* **Work item**: Copy out the data below. Keep every word as it is.

* **Supplied data**:

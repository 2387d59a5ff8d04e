use std::sync::Arc;
use std::thread;

use dtree::{field, Context, DTree, NodeBuilder, Runner, Tracked, ValueAccessor};

fn main() {
    // Expensive extraction, shared and memoized across threads.
    let risk = ValueAccessor::new("risk", |obj: &Tracked<Context>| {
        thread::sleep(std::time::Duration::from_millis(10));
        obj.lookup("risk")
    })
    .memoized(1_000);
    let age = field::<Tracked<Context>>("user.age");
    let decide = |name: &'static str| Runner::action(name, move |_: &Tracked<Context>| name);

    let node = NodeBuilder::new()
        .branch(risk.gt(80), decide("block"))
        .branch(age.ge(18) & risk.le(20), decide("allow"))
        .otherwise(decide("review"))
        .build()
        .expect("failed to build node");
    let tree = DTree::build(node).expect("failed to build tree");

    let handles: Vec<_> = (0..4)
        .map(|i| {
            let tree = Arc::clone(&tree);
            thread::spawn(move || {
                let ctx = Tracked::new(
                    Context::new()
                        .set("user.age", 16_i64 + i64::from(i))
                        .set("risk", 10_i64 * i64::from(i)),
                );
                let result = tree.run(&ctx);
                println!("Thread {i}: {result:?}");
            })
        })
        .collect();

    for h in handles {
        h.join().unwrap();
    }
}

* **Answer for the task**:
repository 2387d59a5ff8d04e
use std::sync::Arc;
use std::thread;

use dtree::{field, Context, DTree, NodeBuilder, Runner, Tracked, ValueAccessor};

fn main() {
    // Expensive extraction, shared and memoized across threads.
    let risk = ValueAccessor::new("risk", |obj: &Tracked<Context>| {
        thread::sleep(std::time::Duration::from_millis(10));
        obj.lookup("risk")
    })
    .memoized(1_000);
    let age = field::<Tracked<Context>>("user.age");
    let decide = |name: &'static str| Runner::action(name, move |_: &Tracked<Context>| name);

    let node = NodeBuilder::new()
        .branch(risk.gt(80), decide("block"))
        .branch(age.ge(18) & risk.le(20), decide("allow"))
        .otherwise(decide("review"))
        .build()
        .expect("failed to build node");
    let tree = DTree::build(node).expect("failed to build tree");

    let handles: Vec<_> = (0..4)
        .map(|i| {
            let tree = Arc::clone(&tree);
            thread::spawn(move || {
                let ctx = Tracked::new(
                    Context::new()
                        .set("user.age", 16_i64 + i64::from(i))
                        .set("risk", 10_i64 * i64::from(i)),
                );
                let result = tree.run(&ctx);
                println!("Thread {i}: {result:?}");
            })
        })
        .collect();

    for h in handles {
        h.join().unwrap();
    }
}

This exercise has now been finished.